Scheme 13. Synthesis of β-methoxyphenylalanine derivatives (building block ④).
An alternative protocol, which also permitted the synthesis of substituted building blocks, was developed starting from commercially available chloramphenicol base 67 (Scheme 13). Thus, the amino diol was first converted stepwise into the protected derivative 68a. The nitro functionality could easily be reduced to the corresponding aniline derivative 68b, an ideal candidate for further structural variations via diazonium chemistry. Depending on the reaction conditions and additives used, several new derivatives 68c-e could be obtained, which could be oxidized to the corresponding amino acids 69a-d, while deamination of 68b provided the unsubstituted building block 32.
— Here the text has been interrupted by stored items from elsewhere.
// src/lib.rs

pub mod cli;
pub mod config;
pub mod dag;
pub mod engine;
pub mod errors;
pub mod exec;
pub mod fs;
pub mod logging;
pub mod pipeline;

use std::sync::Arc;

use tokio::sync::mpsc;
use tracing::info;

use crate::cli::CliArgs;
use crate::config::loader::load_and_validate;
use crate::config::model::ConfigFile;
use crate::dag::{Scheduler, TaskAction};
use crate::engine::{CoreRuntime, Runtime, RuntimeEvent};
use crate::errors::{PipelineError, Result};
use crate::exec::RealExecutorBackend;
use crate::fs::{FileSystem, RealFileSystem};
use crate::pipeline::{PipelineBuild, build_pipeline};

/// High-level entry point used by `main.rs`.
///
/// This wires together:
/// - config loading and manifest validation
/// - pipeline DAG construction
/// - scheduler / runtime / executor
/// - Ctrl-C handling (drain: no new dispatch, in-flight tasks finish)
pub async fn run(args: CliArgs) -> Result<()> {
    let cfg = load_and_validate(&args.config)?;
    let build = build_pipeline(&cfg)?;

    if args.dry_run {
        print_dry_run(&cfg, &build);
        return Ok(());
    }

    let fs: Arc<dyn FileSystem> = Arc::new(RealFileSystem);
    let scheduler = Scheduler::new(build.set, build.roots, Arc::clone(&fs))?;

    let jobs = args.jobs.unwrap_or_else(|| cfg.effective_jobs());
    info!(jobs, samples = cfg.samples().len(), "pipeline configured");

    // Runtime event channel.
    let (rt_tx, rt_rx) = mpsc::channel::<RuntimeEvent>(64);

    let executor = RealExecutorBackend::new(rt_tx.clone(), jobs, Arc::clone(&fs));

    // Ctrl-C → graceful drain.
    {
        let tx = rt_tx.clone();
        tokio::spawn(async move {
            if let Err(e) = tokio::signal::ctrl_c().await {
                eprintln!("failed to listen for Ctrl+C: {e}");
                return;
            }
            let _ = tx.send(RuntimeEvent::ShutdownRequested).await;
        });
    }

    let core = CoreRuntime::new(scheduler);
    let runtime = Runtime::new(core, rt_rx, executor);
    let report = runtime.run().await?;

    report.log_summary();

    if report.overall_success() {
        Ok(())
    } else {
        Err(PipelineError::RunFailed {
            failed: report.failed.len(),
            propagated: report.failed_upstream.len() + report.not_finished.len(),
        })
    }
}

/// Simple dry-run output: print tasks, deps, actions and output targets.
fn print_dry_run(cfg: &ConfigFile, build: &PipelineBuild) {
    println!("rnapipe dry-run");
    println!("  workdir = {}", cfg.pipeline.workdir.display());
    println!("  jobs = {}", cfg.effective_jobs());
    println!("  samples = {}", cfg.samples().len());
    println!();

    let mut ids: Vec<&str> = build.set.ids().collect();
    ids.sort();

    println!("tasks ({}):", ids.len());
    for id in ids {
        let Some(task) = build.set.get(id) else {
            continue;
        };
        println!("  - {id}");
        println!("      action: {}", task.action.describe());
        if !task.deps.is_empty() {
            println!("      after: {:?}", task.deps);
        }
        for target in &task.outputs {
            println!("      target: {}", target.path().display());
        }
        if matches!(task.action, TaskAction::Aggregate(_)) {
            println!("      runs once all dependencies are terminal");
        }
    }

    println!();
    println!("roots: {:?}", build.roots);
}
For the synthesis of the fourth, the unsaturated amino acid ⑦, also a chelate enolate Claisen rearrangement, was used starting with chiral ester 70 (Scheme 14). Rearrangement of the corresponding zinc enolate proceeded with complete chirality transfer and high stereoselectivity, and ester 71 was obtained after O-methylation. Ozonolysis provided the desired aldehyde, which was subjected to a Wittig reaction. However, only tiny amounts of the desired product could be obtained, even with a large excess of the Wittig reagents, which also caused the chiral aldehyde’s epimerization. Better results were obtained with a modified Julia–Kocienski reagent 72, normally used for (E)-selective olefination. Under these conditions, the desired unsaturated building block 73 could be obtained almost epimerization-free. Saponification and change in the N-protecting group provided amino acid 74.
Scheme 14. Synthesis of unsaturated amino acid 69 (building block ⑦).
With all required building blocks synthesized, the linear synthesis of cyclomarins A and C started with protected N-methylleucine 75 (⑥) to cyclize the linear heptapeptide at the same position as achieved by Yao et al. (Scheme 15). The linear strategy was chosen to avoid epimerizations during fragment couplings, and three of the unusual building blocks were incorporated at the end of the synthesis, also allowing for modification of these building blocks and to obtain derivatives for structure-activity relationship (SAR) studies.
Scheme 15. Syntheses of cyclomarin A and C.
The hydrogenolysis of the Cbz-protecting group in dipeptide 76 was not a trivial task. The reaction required an H2 pressure of 20 bar to proceed, and two equivalents of HCl had to be added to avoid diketopiperazine formation. The hydrochloride salt was directly coupled with the activated amino acid 32 in the presence of excess base. The next steps were standard peptide couplings. BEP was used to incorporate the sensitive tryptophan building blocks 59. The Alloc protecting group was removed, Pd-catalyzed, and the linear heptapeptide was cyclized using Yao’s protocol. Finally, a two-step protocol was needed to remove the two OTBS protecting groups separately, providing good yields of cyclomarins A and C. Notably, cyclomarin D (desmethylcyclomarin C), missing only the N-methyl group of the δ-hydroxyleucin, was also obtained by this protocol.